What lines in the data hold the string "cannot"? Show them.

[Saved entries]
>>>>

//! Review snapshots using `MessagePack`.
//!
//! A snapshot holds the text under review, its matches with their choices,
//! and the cursor. Choices are stored in the compact
//! `(resolved, related_index, variant_index)` form.
//!
//! Every record must point at its surface text in the stored text; a
//! snapshot that does not is rejected on restore.
//!
//! Snapshots do not embed the vocabulary. Restoring against a different
//! vocabulary than the one the matches came from is only detected when the
//! choices are resolved.

use std::fs::File;
use std::io::{BufReader, BufWriter, Read, Write};
use std::path::Path;

use lexiclear_engine::Review;
use lexiclear_foundation::{Error, ErrorKind, Result, TermId, char_len, char_slice};
use lexiclear_matcher::{Choice, MatchRecord};
use serde::{Deserialize, Serialize};
use tracing::debug;

use crate::io::context;

/// Current snapshot layout version.
const FORMAT_VERSION: u32 = 1;

#[derive(Debug, Serialize, Deserialize)]
struct Snapshot {
    version: u32,
    text: String,
    current: usize,
    records: Vec<SnapshotRecord>,
}

#[derive(Debug, Serialize, Deserialize)]
struct SnapshotRecord {
    surface_text: String,
    position: usize,
    term_id: TermId,
    resolved: bool,
    related_index: i64,
    variant_index: i64,
}

impl From<&MatchRecord> for SnapshotRecord {
    fn from(record: &MatchRecord) -> Self {
        let (resolved, related_index, variant_index) = record.choice.to_legacy();
        Self {
            surface_text: record.surface_text.clone(),
            position: record.position,
            term_id: record.term_id,
            resolved,
            related_index,
            variant_index,
        }
    }
}

impl SnapshotRecord {
    fn into_record(self, index: usize, text: &str) -> Result<MatchRecord> {
        let stored = char_slice(text, self.position, char_len(&self.surface_text));
        if stored != Some(self.surface_text.as_str()) {
            return Err(serialization_error(format!(
                "record {index} ({:?} at {}) does not match the snapshot text",
                self.surface_text, self.position
            )));
        }
        let choice = Choice::from_legacy(self.resolved, self.related_index, self.variant_index).ok_or_else(|| {
            serialization_error(format!(
                "record {index} has invalid choice ({}, {}, {})",
                self.resolved, self.related_index, self.variant_index
            ))
        })?;
        let mut record = MatchRecord::new(self.surface_text, self.position, self.term_id);
        record.choose(choice);
        Ok(record)
    }
}

fn serialization_error(message: impl Into<String>) -> Error {
    Error::new(ErrorKind::Serialization(message.into()))
}

/// Serializes a review to bytes using `MessagePack` format.
///
/// Uses named serialization to preserve struct field names.
///
/// # Errors
///
/// Returns an error if serialization fails.
pub fn to_bytes(review: &Review) -> Result<Vec<u8>> {
    let snapshot = Snapshot {
        version: FORMAT_VERSION,
        text: review.text().to_string(),
        current: review.current_index(),
        records: review.records().iter().map(SnapshotRecord::from).collect(),
    };
    rmp_serde::to_vec_named(&snapshot).map_err(|e| serialization_error(e.to_string()))
}

/// Deserializes a review from `MessagePack` bytes.
///
/// # Errors
///
/// Returns an error if deserialization fails, the layout version is
/// unknown, a stored choice is invalid, or a record does not point at its
/// surface text in the stored text.
pub fn from_bytes(bytes: &[u8]) -> Result<Review> {
    let snapshot: Snapshot = rmp_serde::from_slice(bytes).map_err(|e| serialization_error(e.to_string()))?;

    if snapshot.version != FORMAT_VERSION {
        return Err(serialization_error(format!(
            "unsupported snapshot version {}",
            snapshot.version
        )));
    }

    let records = snapshot
        .records
        .into_iter()
        .enumerate()
        .map(|(index, record)| record.into_record(index, &snapshot.text))
        .collect::<Result<Vec<_>>>()?;

    Ok(Review::with_cursor(snapshot.text, records, snapshot.current))
}

/// Saves a review to a file using `MessagePack` format.
///
/// Creates the file if it doesn't exist, or overwrites it if it does.
///
/// # Errors
///
/// Returns an error if the file cannot be created or written to,
/// or if serialization fails.
pub fn save_to_file<P: AsRef<Path>>(review: &Review, path: P) -> Result<()> {
    let path = path.as_ref();
    let file = File::create(path).map_err(|e| {
        Error::io(format!("failed to create file '{}': {e}", path.display())).with_context(context(path, "save snapshot"))
    })?;

    let mut writer = BufWriter::new(file);
    let bytes = to_bytes(review)?;

    writer.write_all(&bytes).map_err(|e| {
        Error::io(format!("failed to write to file '{}': {e}", path.display())).with_context(context(path, "save snapshot"))
    })?;
    writer.flush().map_err(|e| {
        Error::io(format!("failed to flush file '{}': {e}", path.display())).with_context(context(path, "save snapshot"))
    })?;

    debug!(path = %path.display(), matches = review.records().len(), "snapshot saved");
    Ok(())
}

/// Loads a review from a `MessagePack` file.
///
/// # Errors
///
/// Returns an error if the file cannot be read or if deserialization fails.
pub fn load_from_file<P: AsRef<Path>>(path: P) -> Result<Review> {
    let path = path.as_ref();
    let file = File::open(path).map_err(|e| {
        Error::io(format!("failed to open file '{}': {e}", path.display())).with_context(context(path, "restore snapshot"))
    })?;

    let mut reader = BufReader::new(file);
    let mut bytes = Vec::new();
    reader.read_to_end(&mut bytes).map_err(|e| {
        Error::io(format!("failed to read file '{}': {e}", path.display())).with_context(context(path, "restore snapshot"))
    })?;

    from_bytes(&bytes).map_err(|e| e.with_context(context(path, "restore snapshot")))
}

<<<<

◆ Answer box ◆
/// Returns an error if the file cannot be created or written to,
/// Returns an error if the file cannot be read or if deserialization fails.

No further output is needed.